Da femminista che fa divulgazione anche sui social, mi capita spesso di ricevere messaggi, soprattutto da donne, che mi confidano di sentirsi “poco femministe”. Accade, ad esempio, quando scelgono di sposarsi, o quando rinunciano totalmente o parzialmente alla propria indipendenza in favore della sicurezza economica offerta dal partner. Molte mi confidano di sentirsi poco femministe quando si interrogano sulla coerenza delle proprie scelte quotidiane: indosso certi abiti perché lo desidero davvero o per compiacere lo sguardo maschile? Mi depilo perché lo voglio io o perché la società me lo chiede? Domande che possono sembrare marginali, ma che rivelano un nodo più profondo: cosa significa, oggi, vivere da femminista senza sentirsi costantemente in bilico tra indipendenza e sottomissione?

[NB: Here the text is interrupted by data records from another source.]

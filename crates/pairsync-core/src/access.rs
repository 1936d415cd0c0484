//! Persisted read grants on locally owned channels.
//!
//! A grant that cannot be written is never dropped: it is logged, published
//! as [`GrantEvent::Failed`] and kept in a pending queue until
//! [`AccessGrantManager::retry_pending`] manages to write it.

use std::collections::{BTreeSet, HashMap};
use std::sync::{Arc, Mutex, MutexGuard, PoisonError};

use chrono::{DateTime, Utc};
use serde::Serialize;
use tokio::sync::broadcast;
use tracing::{debug, error, info};
use uuid::Uuid;

use pairsync_shared::{IdentityId, TopicId};
use pairsync_store::{AccessGrant, Channel};

use crate::directory::ChannelDirectory;
use crate::error::{Result, SyncError};
use crate::events::GrantEvent;
use crate::identities::IdentityRegistry;
use crate::SharedDatabase;

const EVENT_CAPACITY: usize = 256;

#[derive(Debug, Clone, Copy, PartialEq, Eq)]
pub enum GrantOutcome {
    Created,
    AlreadyGranted,
    /// The grantee owns the channel; nothing to store.
    Owner,
}

/// A grant waiting to be written again.
#[derive(Debug, Clone, Serialize)]
pub struct PendingGrant {
    pub channel: Channel,
    pub grantee: IdentityId,
    pub attempts: u32,
    pub last_error: String,
    pub first_failed_at: DateTime<Utc>,
}

#[derive(Debug, Clone, Default, PartialEq, Eq)]
pub struct RetryReport {
    pub granted: usize,
    pub failed: usize,
}

/// Result of granting one channel to every recipient.
#[derive(Debug, Clone, Default, PartialEq, Eq)]
pub struct GrantSweep {
    pub created: Vec<IdentityId>,
    pub existing: Vec<IdentityId>,
    pub failed: Vec<IdentityId>,
}

impl GrantSweep {
    fn merge(&mut self, other: GrantSweep) {
        self.created.extend(other.created);
        self.existing.extend(other.existing);
        self.failed.extend(other.failed);
    }
}

/// A participant that should be able to read a local channel but holds no
/// grant for it.
#[derive(Debug, Clone, Serialize, PartialEq, Eq)]
pub struct MissingGrant {
    pub topic: TopicId,
    pub channel: Uuid,
    pub grantee: IdentityId,
    /// Whether a retry is already queued.
    pub pending: bool,
}

pub struct AccessGrantManager {
    db: SharedDatabase,
    identities: Arc<IdentityRegistry>,
    directory: Arc<ChannelDirectory>,
    events: broadcast::Sender<GrantEvent>,
    pending: Mutex<HashMap<(Uuid, IdentityId), PendingGrant>>,
}

impl AccessGrantManager {
    pub fn new(
        db: SharedDatabase,
        identities: Arc<IdentityRegistry>,
        directory: Arc<ChannelDirectory>,
    ) -> Self {
        let (events, _) = broadcast::channel(EVENT_CAPACITY);
        Self {
            db,
            identities,
            directory,
            events,
            pending: Mutex::new(HashMap::new()),
        }
    }

    fn pending_lock(&self) -> MutexGuard<'_, HashMap<(Uuid, IdentityId), PendingGrant>> {
        self.pending.lock().unwrap_or_else(PoisonError::into_inner)
    }

    /// Receive every grant created or failed from now on.
    pub fn subscribe(&self) -> broadcast::Receiver<GrantEvent> {
        self.events.subscribe()
    }

    // ------------------------------------------------------------------
    // Grants
    // ------------------------------------------------------------------

    /// Let `grantee` read `channel`. Idempotent.
    pub async fn grant_access(&self, channel: &Channel, grantee: &IdentityId) -> Result<GrantOutcome> {
        if *grantee == channel.owner {
            return Ok(GrantOutcome::Owner);
        }

        let written = self.db.lock().await.insert_grant(channel.id, grantee);
        match written {
            Ok(created) => {
                self.pending_lock().remove(&(channel.id, *grantee));
                if !created {
                    return Ok(GrantOutcome::AlreadyGranted);
                }

                info!(
                    topic = %channel.topic.short(),
                    grantee = %grantee.short(),
                    "Access grant created"
                );
                let _ = self.events.send(GrantEvent::Created {
                    channel: channel.clone(),
                    grantee: *grantee,
                });
                Ok(GrantOutcome::Created)
            }
            Err(e) => {
                let reason = e.to_string();
                error!(
                    topic = %channel.topic.short(),
                    grantee = %grantee.short(),
                    error = %reason,
                    "Failed to persist access grant, queued for retry"
                );
                self.queue(channel, grantee, &reason);
                let _ = self.events.send(GrantEvent::Failed {
                    channel: channel.clone(),
                    grantee: *grantee,
                    reason: reason.clone(),
                });
                Err(SyncError::GrantPersistence {
                    channel: channel.id,
                    topic: channel.topic.clone(),
                    grantee: *grantee,
                    reason,
                })
            }
        }
    }

    fn queue(&self, channel: &Channel, grantee: &IdentityId, reason: &str) {
        self.pending_lock()
            .entry((channel.id, *grantee))
            .and_modify(|p| {
                p.attempts += 1;
                p.last_error = reason.to_string();
            })
            .or_insert_with(|| PendingGrant {
                channel: channel.clone(),
                grantee: *grantee,
                attempts: 1,
                last_error: reason.to_string(),
                first_failed_at: Utc::now(),
            });
    }

    /// Try every queued grant again.
    pub async fn retry_pending(&self) -> RetryReport {
        let queued: Vec<PendingGrant> = self.pending_lock().values().cloned().collect();
        let mut report = RetryReport::default();
        if queued.is_empty() {
            return report;
        }

        for grant in queued {
            match self.grant_access(&grant.channel, &grant.grantee).await {
                Ok(_) => report.granted += 1,
                Err(_) => report.failed += 1,
            }
        }

        info!(
            granted = report.granted,
            failed = report.failed,
            "Retried pending access grants"
        );
        report
    }

    pub fn pending(&self) -> Vec<PendingGrant> {
        self.pending_lock().values().cloned().collect()
    }

    // ------------------------------------------------------------------
    // Queries
    // ------------------------------------------------------------------

    /// The owner can always read its channel; anybody else needs a grant.
    pub async fn is_accessible(&self, channel: &Channel, identity: &IdentityId) -> Result<bool> {
        if *identity == channel.owner {
            return Ok(true);
        }
        Ok(self.db.lock().await.has_grant(channel.id, identity)?)
    }

    /// Every channel `grantee` holds a grant for.
    pub async fn accessible_channels_for(&self, grantee: &IdentityId) -> Result<Vec<Channel>> {
        Ok(self.db.lock().await.channels_accessible_to(grantee)?)
    }

    pub async fn grants_for_channel(&self, channel_id: Uuid) -> Result<Vec<AccessGrant>> {
        Ok(self.db.lock().await.list_grants_for_channel(channel_id)?)
    }

    /// Identities that should be able to read `channel`: every identity of
    /// every participant of its topic, except the owner itself.
    pub async fn recipients_for(&self, channel: &Channel) -> Result<BTreeSet<IdentityId>> {
        let participants = self.directory.participants(&channel.topic).await?;
        let mut recipients = BTreeSet::new();
        for person in &participants {
            recipients.extend(self.identities.identities_of(person).await?);
        }
        recipients.remove(&channel.owner);
        Ok(recipients)
    }

    /// Grant `channel` to every recipient. Failures are queued and reported
    /// in the sweep rather than aborting it.
    pub async fn grant_to_participants(&self, channel: &Channel) -> Result<GrantSweep> {
        let mut sweep = GrantSweep::default();
        for grantee in self.recipients_for(channel).await? {
            match self.grant_access(channel, &grantee).await {
                Ok(GrantOutcome::Created) => sweep.created.push(grantee),
                Ok(GrantOutcome::AlreadyGranted) | Ok(GrantOutcome::Owner) => {
                    sweep.existing.push(grantee)
                }
                Err(_) => sweep.failed.push(grantee),
            }
        }
        Ok(sweep)
    }

    /// Re-grant every channel `owner` owns to its recipients.
    pub async fn repair(&self, owner: &IdentityId) -> Result<GrantSweep> {
        let mut total = GrantSweep::default();
        for channel in self.directory.channels_owned_by(owner).await? {
            total.merge(self.grant_to_participants(&channel).await?);
        }
        debug!(
            owner = %owner.short(),
            created = total.created.len(),
            failed = total.failed.len(),
            "Grant repair finished"
        );
        Ok(total)
    }

    /// Every (channel, recipient) pair on channels owned by `owner` that
    /// lacks a grant.
    pub async fn audit(&self, owner: &IdentityId) -> Result<Vec<MissingGrant>> {
        let mut missing = Vec::new();
        for channel in self.directory.channels_owned_by(owner).await? {
            for grantee in self.recipients_for(&channel).await? {
                if self.db.lock().await.has_grant(channel.id, &grantee)? {
                    continue;
                }
                let pending = self.pending_lock().contains_key(&(channel.id, grantee));
                missing.push(MissingGrant {
                    topic: channel.topic.clone(),
                    channel: channel.id,
                    grantee,
                    pending,
                });
            }
        }
        Ok(missing)
    }
}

È da questo interrogativo che prende le mosse anche Storia dei miei peli (2025), l’ultimo romanzo di Lavinia Mannelli, che racconta la parabola di una giovane donna convinta delle proprie battaglie politiche e del proprio attivismo, eppure pronta a mettersi in discussione quando un inaspettato desiderio maschile — e con esso una nuova possibilità di sicurezza economica — la trascina in una dinamica che incrina le sue certezze.
Gli interrogativi che animano il romanzo di Mannelli sono gli stessi che attraversano molte esperienze contemporanee. Possono assumere contorni diversi: scegliere di monetizzare il proprio corpo sessualizzandolo online oppure legarsi per sempre a qualcuno, quando quel “sì” comporta l’adesione a un modello che limita l’autonomia e cristallizza i ruoli di genere. In questo senso, un esempio lampante è quello delle trad wife, giovani donne che sui social si presentano come casalinghe felici e orgogliose di esserlo, proponendo la dedizione totale alla casa e al marito come gesto di ribellione nei confronti delle tendenze contemporanee che descrivono le donne come felici e soddisfatte solo quando si affermano fuori dal contesto domestico. Questo immaginario, apparentemente rassicurante e familiare, si intreccia con correnti antifemministe, nazionaliste e talvolta apertamente suprematiste, che vedono nella sottomissione femminile il perno di un ordine sociale da preservare.
Qualunque sia la cornice, l’interrogativo resta lo stesso: qual è la linea che separa la libertà di scegliere — fosse anche una scelta anacronistica o contraria alla sensibilità vigente — da una sottomissione interiorizzata e resa invisibile?
Non si tratta di un quesito nuovo. La sottomissione è infatti un concetto su cui filosofia e psicologia si sono a lungo interrogate, oscillando tra interpretazioni morali, sociali e patologiche.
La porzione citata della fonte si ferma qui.